По-видимому, не позволял себе роскоши слишком много думать о ней и Антон Павлович, но ведь у художника, особенно у великого художника, самое заветное, знаем мы, прорывается зачастую помимо его воли. Вот самое последнее, что написал Чехов в художественной форме, -- этой ремаркой заканчивается "Вишневый сад". "Наступает тишина, и только слышно, как далеко в саду топором стучат по дереву".
Что-то смутно напоминает это... Не звуки ли, которые разрывают тишину, когда заколачивают крышку гроба?
2
"Вишневый сад" закончен 12 октября 1903 года -- жить ему оставалось еще 260 дней.

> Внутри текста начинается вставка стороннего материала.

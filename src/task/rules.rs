//! Preemption predicates.
//!
//! Each predicate answers a question about `self` given a newly added
//! candidate task. The queue consults them in [`TaskQueue::add`] and when
//! sweeping tasks after an external event.
//!
//! [`TaskQueue::add`]: super::TaskQueue::add

use super::{Priority, Task, TaskKind, TaskState, TaskType};

impl Task {
   fn same_device(&self, other: &Self) -> bool {
      self.owner.device().is_some() && self.owner == other.owner
   }

   /// Whether `self` should run before `other`.
   pub fn is_more_important_than(&self, other: &Self) -> bool {
      let (mine, theirs) = (self.task_type(), other.task_type());

      if mine.is_char_op() && theirs == TaskType::TxnLock && self.same_device(other) {
         return true;
      }
      if matches!(mine, TaskType::Read | TaskType::Write)
         && self.priority <= Priority::Low
         && theirs == TaskType::Scan
      {
         return false;
      }
      self.priority > other.priority
   }

   /// Whether the current `self` should step aside for `other` and be re-queued.
   pub fn is_interruptable_by(&self, other: &Self) -> bool {
      let theirs = other.task_type();
      match self.task_type() {
         TaskType::Scan => {
            other.priority >= Priority::ExplicitBondingAndConnecting
               || (matches!(
                  theirs,
                  TaskType::Read | TaskType::Write | TaskType::ToggleNotify | TaskType::ReadRssi
               ) && other.priority >= Priority::Medium)
         },
         t if t.is_char_op() && self.bond_gated => {
            theirs == TaskType::Bond && self.same_device(other)
         },
         TaskType::TxnLock => theirs.is_char_op() && self.same_device(other),
         _ => false,
      }
   }

   /// Whether `other` makes `self` pointless, so it can end right away.
   pub fn is_cancellable_by(&self, other: &Self) -> bool {
      let turning_off = matches!(other.kind, TaskKind::TurnOff);
      match (&self.kind, &other.kind) {
         (TaskKind::Connect { .. }, TaskKind::Disconnect { explicit: true }) => {
            self.same_device(other)
         },
         (TaskKind::Connect { .. } | TaskKind::Scan { .. }, TaskKind::TurnOff) => true,
         (TaskKind::TurnOn, TaskKind::TurnOff) | (TaskKind::TurnOff, TaskKind::TurnOn) => true,
         (TaskKind::Bond { .. }, TaskKind::Unbond) | (TaskKind::Unbond, TaskKind::Bond { .. }) => {
            self.same_device(other)
         },
         _ => turning_off && self.state == TaskState::Queued && self.owner.device().is_some(),
      }
   }

   /// Whether `self` should finish quietly, its native result discarded,
   /// because of `other`.
   pub fn is_softly_cancellable_by(&self, other: &Self) -> bool {
      let affected = matches!(
         self.kind,
         TaskKind::Read { .. }
            | TaskKind::Write { .. }
            | TaskKind::ToggleNotify { .. }
            | TaskKind::ReadRssi
            | TaskKind::DiscoverServices
            | TaskKind::Bond { explicit: false }
            | TaskKind::TxnLock
      );
      affected
         && self.owner.device().is_some()
         && match other.kind {
            TaskKind::Disconnect { .. } => self.same_device(other),
            TaskKind::TurnOff => true,
            _ => false,
         }
   }
}
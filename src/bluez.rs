//! [`PlatformBinding`] over BlueZ.
//!
//! Each request runs as its own tokio task against the default adapter and
//! reports back through a [`NativeSender`]. BlueZ does not hand out numeric
//! GATT status codes, so every failure is reported as [`NO_STATUS`].

use std::{collections::HashMap, pin::pin, time::Duration};

use bluer::{
   Adapter, AdapterEvent, AdapterProperty, Device, DeviceEvent, DeviceProperty, Session,
   gatt::remote::Characteristic,
};
use futures::StreamExt;
use log::{debug, info, warn};
use tokio::{task::JoinHandle, time};
use uuid::Uuid;

use crate::{
   address::Address,
   binding::{NativeError, NativeEvent, NativeRequest, NativeSender, PlatformBinding},
   error::Result,
   state::NO_STATUS,
   task::Value,
};

/// How long to wait for BlueZ to resolve services after a connect.
const SERVICES_RESOLVE_TIMEOUT: Duration = Duration::from_secs(10);
const SERVICES_RESOLVE_POLL: Duration = Duration::from_millis(100);

pub struct BluezBinding {
   adapter: Adapter,
   events: NativeSender,
   adapter_monitor: JoinHandle<()>,
   scan: Option<JoinHandle<()>>,
   links: HashMap<Address, JoinHandle<()>>,
   notifications: HashMap<(Address, Uuid), JoinHandle<()>>,
}

impl BluezBinding {
   /// Opens the default adapter and starts watching its power state.
   pub async fn new(events: NativeSender) -> Result<Self> {
      let session = Session::new().await?;
      let adapter = session.default_adapter().await?;
      info!("Using Bluetooth adapter {}", adapter.name());

      events.deliver(NativeEvent::AdapterState {
         on: adapter.is_powered().await?,
      });
      let adapter_monitor = Self::start_adapter_monitor(adapter.clone(), events.clone());

      Ok(Self {
         adapter,
         events,
         adapter_monitor,
         scan: None,
         links: HashMap::new(),
         notifications: HashMap::new(),
      })
   }

   fn start_adapter_monitor(adapter: Adapter, events: NativeSender) -> JoinHandle<()> {
      tokio::spawn(async move {
         let Ok(stream) = adapter.events().await else {
            warn!("Failed to get adapter events for {}", adapter.name());
            return;
         };
         let mut stream = pin!(stream);
         while let Some(event) = stream.next().await {
            if let AdapterEvent::PropertyChanged(AdapterProperty::Powered(on)) = event {
               debug!("Adapter {} powered: {on}", adapter.name());
               if !events.deliver(NativeEvent::AdapterState { on }) {
                  break;
               }
            }
         }
      })
   }

   /// Reports a spontaneous drop of `address` once BlueZ flips `Connected` off.
   fn watch_link(&mut self, device: Device, address: Address) {
      let events = self.events.clone();
      let handle = tokio::spawn(async move {
         let Ok(stream) = device.events().await else {
            warn!("{address}: cannot watch device properties");
            return;
         };
         let mut stream = pin!(stream);
         while let Some(event) = stream.next().await {
            if let DeviceEvent::PropertyChanged(DeviceProperty::Connected(false)) = event {
               events.deliver(NativeEvent::Disconnected {
                  address,
                  status: NO_STATUS,
               });
               break;
            }
         }
      });
      if let Some(old) = self.links.insert(address, handle) {
         old.abort();
      }
   }

   fn is_watched(&self, address: Address) -> bool {
      self.links.get(&address).is_some_and(|h| !h.is_finished())
   }

   fn device(&self, address: Address) -> std::result::Result<Device, NativeError> {
      self.adapter.device(address.into()).map_err(|e| {
         warn!("{address}: no BlueZ device object: {e}");
         NativeError::Rejected(NO_STATUS)
      })
   }

   fn start_scan(&mut self) {
      if let Some(scan) = self.scan.take() {
         scan.abort();
      }
      let adapter = self.adapter.clone();
      let events = self.events.clone();
      self.scan = Some(tokio::spawn(async move {
         let stream = match adapter.discover_devices().await {
            Ok(stream) => stream,
            Err(e) => {
               warn!("Failed to start discovery: {e}");
               events.deliver(NativeEvent::ScanFailed { status: NO_STATUS });
               return;
            },
         };
         events.deliver(NativeEvent::ScanStarted);

         let mut stream = pin!(stream);
         while let Some(event) = stream.next().await {
            let AdapterEvent::DeviceAdded(addr) = event else {
               continue;
            };
            let Ok(device) = adapter.device(addr) else {
               continue;
            };
            let rssi = device.rssi().await.ok().flatten();
            let name = device.name().await.ok().flatten().map(Into::into);
            events.deliver(NativeEvent::Advertisement {
               address: addr.into(),
               rssi,
               name,
            });
         }
         events.deliver(NativeEvent::ScanStopped);
      }));
   }

   fn stop_scan(&mut self) {
      // Dropping the discovery stream ends the session.
      if let Some(scan) = self.scan.take() {
         scan.abort();
      }
   }

   fn set_notify(&mut self, device: Device, address: Address, characteristic: Uuid, enable: bool) {
      let key = (address, characteristic);
      if let Some(old) = self.notifications.remove(&key) {
         old.abort();
      }
      let events = self.events.clone();
      if !enable {
         events.deliver(NativeEvent::NotifyToggled {
            address,
            characteristic,
            result: Ok(false),
         });
         return;
      }

      let handle = tokio::spawn(async move {
         let stream = match find_characteristic(&device, characteristic).await {
            Ok(Some(ch)) => ch.notify().await.map_err(|e| e.to_string()),
            Ok(None) => Err(format!("characteristic {characteristic} not found")),
            Err(e) => Err(e.to_string()),
         };
         let stream = match stream {
            Ok(stream) => stream,
            Err(e) => {
               warn!("{address}: enabling notifications failed: {e}");
               events.deliver(NativeEvent::NotifyToggled {
                  address,
                  characteristic,
                  result: Err(NO_STATUS),
               });
               return;
            },
         };
         events.deliver(NativeEvent::NotifyToggled {
            address,
            characteristic,
            result: Ok(true),
         });

         let mut stream = pin!(stream);
         while let Some(value) = stream.next().await {
            let delivered = events.deliver(NativeEvent::Notification {
               address,
               characteristic,
               value: Value::from_vec(value),
            });
            if !delivered {
               break;
            }
         }
      });
      self.notifications.insert(key, handle);
   }

   fn stop_link_tasks(&mut self, address: Address) {
      self.notifications.retain(|(addr, _), handle| {
         if *addr == address {
            handle.abort();
            false
         } else {
            true
         }
      });
   }
}

impl Drop for BluezBinding {
   fn drop(&mut self) {
      self.adapter_monitor.abort();
      self.stop_scan();
      for handle in self.links.values().chain(self.notifications.values()) {
         handle.abort();
      }
   }
}

async fn find_characteristic(device: &Device, uuid: Uuid) -> bluer::Result<Option<Characteristic>> {
   for service in device.services().await? {
      for ch in service.characteristics().await? {
         if ch.uuid().await? == uuid {
            return Ok(Some(ch));
         }
      }
   }
   Ok(None)
}

async fn resolve_services(device: &Device) -> bluer::Result<Option<Vec<Uuid>>> {
   let deadline = time::Instant::now() + SERVICES_RESOLVE_TIMEOUT;
   while !device.is_services_resolved().await? {
      if time::Instant::now() >= deadline {
         return Ok(None);
      }
      time::sleep(SERVICES_RESOLVE_POLL).await;
   }
   let mut uuids = Vec::new();
   for service in device.services().await? {
      uuids.push(service.uuid().await?);
   }
   Ok(Some(uuids))
}

impl PlatformBinding for BluezBinding {
   fn execute(&mut self, request: NativeRequest) -> std::result::Result<(), NativeError> {
      if self.events.is_closed() {
         return Err(NativeError::Dead);
      }
      debug!("BlueZ request: {request:?}");
      let events = self.events.clone();

      match request {
         NativeRequest::TurnOn | NativeRequest::TurnOff => {
            let on = matches!(request, NativeRequest::TurnOn);
            let adapter = self.adapter.clone();
            // Power changes come back through the adapter monitor.
            tokio::spawn(async move {
               if let Err(e) = adapter.set_powered(on).await {
                  warn!("Failed to set adapter power to {on}: {e}");
               }
            });
         },
         NativeRequest::StartScan => self.start_scan(),
         NativeRequest::StopScan => self.stop_scan(),
         NativeRequest::Connect {
            address,
            auto_connect,
         } => {
            if auto_connect {
               debug!("{address}: BlueZ has no background connect; connecting directly");
            }
            let device = self.device(address)?;
            self.watch_link(device.clone(), address);
            tokio::spawn(async move {
               match device.connect().await {
                  Ok(()) => events.deliver(NativeEvent::Connected { address }),
                  Err(e) => {
                     debug!("{address}: connect failed: {e}");
                     events.deliver(NativeEvent::ConnectFailed {
                        address,
                        status: NO_STATUS,
                     })
                  },
               };
            });
         },
         NativeRequest::Disconnect { address } => {
            let device = self.device(address)?;
            let watched = self.is_watched(address);
            self.stop_link_tasks(address);
            tokio::spawn(async move {
               if let Err(e) = device.disconnect().await {
                  debug!("{address}: disconnect failed: {e}");
               }
               if !watched {
                  events.deliver(NativeEvent::Disconnected {
                     address,
                     status: NO_STATUS,
                  });
               }
            });
         },
         NativeRequest::DiscoverServices { address } => {
            let device = self.device(address)?;
            tokio::spawn(async move {
               let services = match resolve_services(&device).await {
                  Ok(Some(uuids)) => Ok(uuids),
                  Ok(None) => return,
                  Err(e) => {
                     warn!("{address}: service discovery failed: {e}");
                     Err(NO_STATUS)
                  },
               };
               events.deliver(NativeEvent::ServicesDiscovered { address, services });
            });
         },
         NativeRequest::Bond { address } => {
            let device = self.device(address)?;
            tokio::spawn(async move {
               let bonded = match device.pair().await {
                  Ok(()) => true,
                  Err(e) => {
                     warn!("{address}: pairing failed: {e}");
                     false
                  },
               };
               events.deliver(NativeEvent::BondState {
                  address,
                  bonded,
                  status: NO_STATUS,
               });
            });
         },
         NativeRequest::Unbond { address } => {
            let adapter = self.adapter.clone();
            tokio::spawn(async move {
               if let Err(e) = adapter.remove_device(address.into()).await {
                  warn!("{address}: removing bond failed: {e}");
                  return;
               }
               events.deliver(NativeEvent::BondState {
                  address,
                  bonded: false,
                  status: NO_STATUS,
               });
            });
         },
         NativeRequest::Read {
            address,
            characteristic,
         } => {
            let device = self.device(address)?;
            tokio::spawn(async move {
               let result = match find_characteristic(&device, characteristic).await {
                  Ok(Some(ch)) => ch.read().await.map(Value::from_vec).map_err(|e| {
                     debug!("{address}: read {characteristic} failed: {e}");
                     NO_STATUS
                  }),
                  _ => Err(NO_STATUS),
               };
               events.deliver(NativeEvent::CharacteristicRead {
                  address,
                  characteristic,
                  result,
               });
            });
         },
         NativeRequest::Write {
            address,
            characteristic,
            data,
         } => {
            let device = self.device(address)?;
            tokio::spawn(async move {
               debug!("{address}: write {characteristic} <- {}", hex::encode(&data));
               let result = match find_characteristic(&device, characteristic).await {
                  Ok(Some(ch)) => ch.write(&data).await.map_err(|e| {
                     debug!("{address}: write {characteristic} failed: {e}");
                     NO_STATUS
                  }),
                  _ => Err(NO_STATUS),
               };
               events.deliver(NativeEvent::CharacteristicWritten {
                  address,
                  characteristic,
                  result,
               });
            });
         },
         NativeRequest::SetNotify {
            address,
            characteristic,
            enable,
         } => {
            let device = self.device(address)?;
            self.set_notify(device, address, characteristic, enable);
         },
         NativeRequest::ReadRssi { address } => {
            let device = self.device(address)?;
            tokio::spawn(async move {
               let result = match device.rssi().await {
                  Ok(Some(rssi)) => Ok(rssi),
                  _ => Err(NO_STATUS),
               };
               events.deliver(NativeEvent::Rssi { address, result });
            });
         },
      }
      Ok(())
   }
}
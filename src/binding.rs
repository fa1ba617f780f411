//! The boundary with the platform Bluetooth stack.
//!
//! The engine issues [`NativeRequest`]s through a [`PlatformBinding`]; every
//! call returns immediately. Results come back later as [`NativeEvent`]s,
//! delivered from whatever thread the stack uses through a [`NativeSender`].

use smol_str::SmolStr;
use tokio::sync::mpsc;
use uuid::Uuid;

use crate::{address::Address, task::Value};

/// Outcome of a native operation: a value, or the native status code.
pub type NativeResult<T> = Result<T, i32>;

#[derive(Debug, Clone, PartialEq, Eq)]
pub enum NativeRequest {
   TurnOn,
   TurnOff,
   StartScan,
   StopScan,
   Connect { address: Address, auto_connect: bool },
   Disconnect { address: Address },
   DiscoverServices { address: Address },
   Bond { address: Address },
   Unbond { address: Address },
   Read { address: Address, characteristic: Uuid },
   Write { address: Address, characteristic: Uuid, data: Value },
   SetNotify { address: Address, characteristic: Uuid, enable: bool },
   ReadRssi { address: Address },
}

impl NativeRequest {
   pub const fn address(&self) -> Option<Address> {
      match self {
         Self::TurnOn | Self::TurnOff | Self::StartScan | Self::StopScan => None,
         Self::Connect { address, .. }
         | Self::Disconnect { address }
         | Self::DiscoverServices { address }
         | Self::Bond { address }
         | Self::Unbond { address }
         | Self::Read { address, .. }
         | Self::Write { address, .. }
         | Self::SetNotify { address, .. }
         | Self::ReadRssi { address } => Some(*address),
      }
   }
}

/// Why the binding refused a request synchronously.
#[derive(Debug, Clone, PartialEq, Eq, thiserror::Error)]
pub enum NativeError {
   #[error("rejected with status {0}")]
   Rejected(i32),
   #[error("native handle is gone")]
   Dead,
}

/// Issues native calls. Implementations must not block.
pub trait PlatformBinding: Send {
   fn execute(&mut self, request: NativeRequest) -> Result<(), NativeError>;
}

/// Asynchronous callbacks from the native stack.
#[derive(Debug, Clone, PartialEq)]
pub enum NativeEvent {
   AdapterState { on: bool },
   ScanStarted,
   ScanStopped,
   ScanFailed { status: i32 },
   Advertisement { address: Address, rssi: Option<i16>, name: Option<SmolStr> },
   Connected { address: Address },
   ConnectFailed { address: Address, status: i32 },
   Disconnected { address: Address, status: i32 },
   ServicesDiscovered { address: Address, services: NativeResult<Vec<Uuid>> },
   BondState { address: Address, bonded: bool, status: i32 },
   CharacteristicRead { address: Address, characteristic: Uuid, result: NativeResult<Value> },
   CharacteristicWritten { address: Address, characteristic: Uuid, result: NativeResult<()> },
   NotifyToggled { address: Address, characteristic: Uuid, result: NativeResult<bool> },
   Notification { address: Address, characteristic: Uuid, value: Value },
   Rssi { address: Address, result: NativeResult<i16> },
}

/// Cloneable handle for delivering native events into the engine from any thread.
#[derive(Debug, Clone)]
pub struct NativeSender {
   tx: mpsc::UnboundedSender<NativeEvent>,
}

impl NativeSender {
   pub fn channel() -> (Self, mpsc::UnboundedReceiver<NativeEvent>) {
      let (tx, rx) = mpsc::unbounded_channel();
      (Self { tx }, rx)
   }

   /// Returns `false` once the engine is gone.
   pub fn deliver(&self, event: NativeEvent) -> bool {
      self.tx.send(event).is_ok()
   }

   pub fn is_closed(&self) -> bool {
      self.tx.is_closed()
   }
}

Точного срока он, разумеется, не знает, но знает, вернее, чувствует другое. "...Я как литератор уже отжил", -- пишет он жене. Чувствует, да, но смириться не может. В день, когда пьеса была отправлена в Москву -- а это произошло 14 октября, -- в пространном письме, к которому в специальном конвертике прикладывался список действующих лиц и будущих исполнителей, он в явно приподнятом настроении сообщает Ольге Леонардовне: "Завтра сажусь писать рассказ". Но ни завтра, ни послезавтра и вообще никогда больше он ни за рассказ, ни за пьесу так и не сядет. Во всяком случае, в архиве -- а свой архив Чехов содержал образцово -- никаких незаконченных произведений, относящихся к последним 260 дням его жизни, не обнаружено. Есть кое-что из старого, но новых -- нет.